YOUR OBJECTIVE >>
Retyping the records exactly is the whole task.

GIVEN DATA >>

BEGIN

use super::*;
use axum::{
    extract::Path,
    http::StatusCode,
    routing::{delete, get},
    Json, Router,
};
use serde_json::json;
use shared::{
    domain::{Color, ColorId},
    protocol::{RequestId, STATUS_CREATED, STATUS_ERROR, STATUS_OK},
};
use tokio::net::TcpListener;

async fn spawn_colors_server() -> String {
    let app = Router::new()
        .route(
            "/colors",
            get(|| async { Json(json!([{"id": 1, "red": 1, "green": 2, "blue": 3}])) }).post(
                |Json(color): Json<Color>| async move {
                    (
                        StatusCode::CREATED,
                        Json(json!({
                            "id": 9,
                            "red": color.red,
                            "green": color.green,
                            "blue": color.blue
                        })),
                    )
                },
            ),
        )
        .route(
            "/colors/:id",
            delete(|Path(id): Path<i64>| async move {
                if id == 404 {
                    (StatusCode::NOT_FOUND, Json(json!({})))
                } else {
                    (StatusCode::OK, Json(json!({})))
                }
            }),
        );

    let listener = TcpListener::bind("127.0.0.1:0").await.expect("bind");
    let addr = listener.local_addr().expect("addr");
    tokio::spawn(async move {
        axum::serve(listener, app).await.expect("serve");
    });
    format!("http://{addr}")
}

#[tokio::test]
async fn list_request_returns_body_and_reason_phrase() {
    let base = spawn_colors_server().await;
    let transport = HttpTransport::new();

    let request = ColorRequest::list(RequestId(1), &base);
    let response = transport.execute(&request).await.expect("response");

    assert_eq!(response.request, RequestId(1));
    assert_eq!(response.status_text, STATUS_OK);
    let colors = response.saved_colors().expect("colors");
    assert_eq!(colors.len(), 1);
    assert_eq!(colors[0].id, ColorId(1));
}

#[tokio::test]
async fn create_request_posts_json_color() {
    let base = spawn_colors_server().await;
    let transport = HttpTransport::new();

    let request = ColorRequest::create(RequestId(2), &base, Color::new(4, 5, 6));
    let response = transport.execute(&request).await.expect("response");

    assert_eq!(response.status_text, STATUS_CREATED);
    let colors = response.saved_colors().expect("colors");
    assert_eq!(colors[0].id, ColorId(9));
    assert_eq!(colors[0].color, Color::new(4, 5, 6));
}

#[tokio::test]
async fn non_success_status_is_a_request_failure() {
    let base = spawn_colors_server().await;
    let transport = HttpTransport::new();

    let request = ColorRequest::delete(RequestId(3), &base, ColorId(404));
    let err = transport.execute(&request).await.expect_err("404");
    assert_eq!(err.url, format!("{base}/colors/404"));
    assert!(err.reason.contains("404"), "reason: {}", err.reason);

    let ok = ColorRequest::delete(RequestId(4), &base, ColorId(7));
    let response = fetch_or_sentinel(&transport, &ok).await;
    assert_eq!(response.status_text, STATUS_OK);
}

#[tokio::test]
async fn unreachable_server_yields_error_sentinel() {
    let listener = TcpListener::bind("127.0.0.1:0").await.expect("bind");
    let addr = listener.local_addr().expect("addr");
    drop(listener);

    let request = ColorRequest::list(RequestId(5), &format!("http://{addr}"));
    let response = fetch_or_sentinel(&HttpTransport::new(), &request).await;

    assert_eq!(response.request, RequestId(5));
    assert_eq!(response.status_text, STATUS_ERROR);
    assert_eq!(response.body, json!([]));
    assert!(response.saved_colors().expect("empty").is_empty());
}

END

WRITTEN SOLUTION >>
use super::*;
use axum::{
    extract::Path,
    http::StatusCode,
    routing::{delete, get},
    Json, Router,
};
use serde_json::json;
use shared::{
    domain::{Color, ColorId},
    protocol::{RequestId, STATUS_CREATED, STATUS_ERROR, STATUS_OK},
};
use tokio::net::TcpListener;

async fn spawn_colors_server() -> String {
    let app = Router::new()
        .route(
            "/colors",
            get(|| async { Json(json!([{"id": 1, "red": 1, "green": 2, "blue": 3}])) }).post(
                |Json(color): Json<Color>| async move {
                    (
                        StatusCode::CREATED,
                        Json(json!({
                            "id": 9,
                            "red": color.red,
                            "green": color.green,
                            "blue": color.blue
                        })),
                    )
                },
            ),
        )
        .route(
            "/colors/:id",
            delete(|Path(id): Path<i64>| async move {
                if id == 404 {
                    (StatusCode::NOT_FOUND, Json(json!({})))
                } else {
                    (StatusCode::OK, Json(json!({})))
                }
            }),
        );

    let listener = TcpListener::bind("127.0.0.1:0").await.expect("bind");
    let addr = listener.local_addr().expect("addr");
    tokio::spawn(async move {
        axum::serve(listener, app).await.expect("serve");
    });
    format!("http://{addr}")
}

#[tokio::test]
async fn list_request_returns_body_and_reason_phrase() {
    let base = spawn_colors_server().await;
    let transport = HttpTransport::new();

    let request = ColorRequest::list(RequestId(1), &base);
    let response = transport.execute(&request).await.expect("response");

    assert_eq!(response.request, RequestId(1));
    assert_eq!(response.status_text, STATUS_OK);
    let colors = response.saved_colors().expect("colors");
    assert_eq!(colors.len(), 1);
    assert_eq!(colors[0].id, ColorId(1));
}

#[tokio::test]
async fn create_request_posts_json_color() {
    let base = spawn_colors_server().await;
    let transport = HttpTransport::new();

    let request = ColorRequest::create(RequestId(2), &base, Color::new(4, 5, 6));
    let response = transport.execute(&request).await.expect("response");

    assert_eq!(response.status_text, STATUS_CREATED);
    let colors = response.saved_colors().expect("colors");
    assert_eq!(colors[0].id, ColorId(9));
    assert_eq!(colors[0].color, Color::new(4, 5, 6));
}

#[tokio::test]
async fn non_success_status_is_a_request_failure() {
    let base = spawn_colors_server().await;
    let transport = HttpTransport::new();

    let request = ColorRequest::delete(RequestId(3), &base, ColorId(404));
    let err = transport.execute(&request).await.expect_err("404");
    assert_eq!(err.url, format!("{base}/colors/404"));
    assert!(err.reason.contains("404"), "reason: {}", err.reason);

    let ok = ColorRequest::delete(RequestId(4), &base, ColorId(7));
    let response = fetch_or_sentinel(&transport, &ok).await;
    assert_eq!(response.status_text, STATUS_OK);
}

#[tokio::test]
async fn unreachable_server_yields_error_sentinel() {
    let listener = TcpListener::bind("127.0.0.1:0").await.expect("bind");
    let addr = listener.local_addr().expect("addr");
    drop(listener);

    let request = ColorRequest::list(RequestId(5), &format!("http://{addr}"));
    let response = fetch_or_sentinel(&HttpTransport::new(), &request).await;

    assert_eq!(response.request, RequestId(5));
    assert_eq!(response.status_text, STATUS_ERROR);
    assert_eq!(response.body, json!([]));
    assert!(response.saved_colors().expect("empty").is_empty());
}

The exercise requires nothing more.